Compulso il blog via Iphone e trovo il post di aprile in cui comunicavo che le mie ossette se la passavano assai bene. “Trovata! La moc l’ho fatta ad aprile! Ed era pure meglio della precedente.”

“Come fa ad essere meglio della precedente se quella era già ok?”

Chissà… Il potere di Equiseto, Caisse, frutta secca?

“E adesso non ricominciare con la richiesta d’interrompere la terapia ormonale!”

“No?”

“NO!”

“Ma ho il colesterolo alto per colpa del Femara. E l’Enantone dopo tutto questo tempo che brutte cose mi farà venire?”

Silenzio. Sospira, o forse sbuffa.

“Giorgia?”

“Sì?”

“Cosa c’è di più brutto della malattia?”

Coraggiosa?

Spero che molti di voi siano già in vacanza. Ma so che molti altri lavoreranno. Io invece mi prendo un giorno di ferie perché sono stata invitata a partecipare al talk show del mattino di Rai 3, Cominciamo bene Il tema della puntata è il coraggio, e come per la trasmissione Invincibili, fatico un po’ ad essere considerata portatrice di un valore così grande.  Ma visto l’effetto positivo che ha avuto affrontare il tema in televisione, ho deciso di buttarmi anche questa volta, pure se ho una gran fifa della diretta.

Ma sono molto felice di avere questa opportunità soprattutto perché potrò conoscere Egidia Beretta, sindaco di Bulciago e madre di Vittorio Arrigoni, il volontario pacifista italiano ucciso a Gaza il 15 aprile scorso.

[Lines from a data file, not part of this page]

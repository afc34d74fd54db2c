use crate::error::CaseResult;
use crate::runner::context::{Headers, SessionContext};
use reqwest::blocking::{Client, RequestBuilder};
use reqwest::Method;
use serde_json::Value;
use std::time::{Duration, Instant};

/// Blocking HTTP client bound to the session base URL and default headers
#[derive(Debug, Clone)]
pub struct ApiClient {
    client: Client,
    base_url: String,
    headers: Headers,
}

/// Fully buffered response of one API call
#[derive(Debug, Clone)]
pub struct ApiResponse {
    pub method: String,
    pub url: String,
    pub status: u16,
    pub body: String,
    pub elapsed: Duration,
}

impl ApiResponse {
    pub fn json(&self) -> CaseResult<Value> {
        Ok(serde_json::from_str(&self.body)?)
    }

    /// Body parsed as JSON, or the raw text as a JSON string when it is not
    /// valid JSON. Used for attachments.
    pub fn json_or_text(&self) -> Value {
        serde_json::from_str(&self.body).unwrap_or_else(|_| Value::String(self.body.clone()))
    }
}

impl ApiClient {
    pub fn new(session: &SessionContext) -> CaseResult<Self> {
        let client = Client::builder().build()?;
        Ok(Self {
            client,
            base_url: session.resolve_base_url().to_string(),
            headers: session.resolve_default_headers().clone(),
        })
    }

    pub fn headers(&self) -> &Headers {
        &self.headers
    }

    /// Join `path` (with or without a leading slash) onto the base URL
    pub fn url(&self, path: &str) -> String {
        format!("{}/{}", self.base_url, path.trim_start_matches('/'))
    }

    pub fn get(&self, path: &str) -> CaseResult<ApiResponse> {
        self.send(Method::GET, path, None)
    }

    pub fn post(&self, path: &str, body: &Value) -> CaseResult<ApiResponse> {
        self.send(Method::POST, path, Some(body))
    }

    pub fn put(&self, path: &str, body: &Value) -> CaseResult<ApiResponse> {
        self.send(Method::PUT, path, Some(body))
    }

    pub fn delete(&self, path: &str) -> CaseResult<ApiResponse> {
        self.send(Method::DELETE, path, None)
    }

    fn request(&self, method: Method, url: &str) -> RequestBuilder {
        let mut req = self.client.request(method, url);
        for (k, v) in &self.headers {
            req = req.header(k.as_str(), v.as_str());
        }
        req
    }

    fn send(&self, method: Method, path: &str, body: Option<&Value>) -> CaseResult<ApiResponse> {
        let url = self.url(path);
        let mut req = self.request(method.clone(), &url);
        if let Some(body) = body {
            req = req.body(serde_json::to_string(body)?);
        }

        let started = Instant::now();
        let res = req.send()?;
        let status = res.status().as_u16();
        let body = res.text()?;
        let response = ApiResponse {
            method: method.to_string(),
            url,
            status,
            body,
            elapsed: started.elapsed(),
        };
        log::info!(
            "{} {} -> {} ({}ms)",
            response.method,
            response.url,
            response.status,
            response.elapsed.as_millis()
        );
        Ok(response)
    }
}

Lui sì, era un uomo coraggioso.

 

Invincibile?

Il 22 giugno di cinque anni fai mi è stata somministrata l’ultima infusione di chemio per debellare le metastasi che avevano attaccato il fegato a sei anni dalla prima diagnosi di carcinoma al seno.  Da allora sto bene, immagino anche grazie alla terapia ormonale che continuo ininterrottamente da allora.

Chi mi conosce e conosce questo blog sa perfettamente che non mi sentirete mai cantare vittoria, e che la metafora scelta per dare un titolo alla mia storia è quella del funambolismo. La precarietà di una vita in bilico non corrisponde alla retorica dell’eroe invincibile. Per questo quando mi hanno contattata dalla redazione del programma condotto da Marco Berry, che si chiama proprio Invincibili, ho traccheggiato, spaventata da questo titolo, temendo che potesse pure portarmi sfiga… Alla fine però, come ho già raccontato, mi sono fatta con-vincere. E così succede che mercoledì prossimo, il 22 giugno, a cinque anni esatti dall’ultima seduta di chemio, andrà in onda il servizio in cui  io, Romina e Rosi parleremo della nostra esperienza di invincibili in quanto non vinte dal cancro, di cancer blogging e di Oltreilcancro.it.

Allora sì, forse posso essere definita invincibile, soprattutto dopo aver sentito la definizione che ne ha dato Erri de Luca, ospite fisso della trasmissione, durante la prima puntata: “Invincibili sono quelli che non si lasciano abbattere, scoraggiare, ricacciare indietro da nessuna sconfitta, e dopo ogni batosta sono pronti a risorgere e a battersi di nuovo. Chisciotte che si tira su dai colpi e dalla polvere, pronto alla prossima avventura, è invincibile.”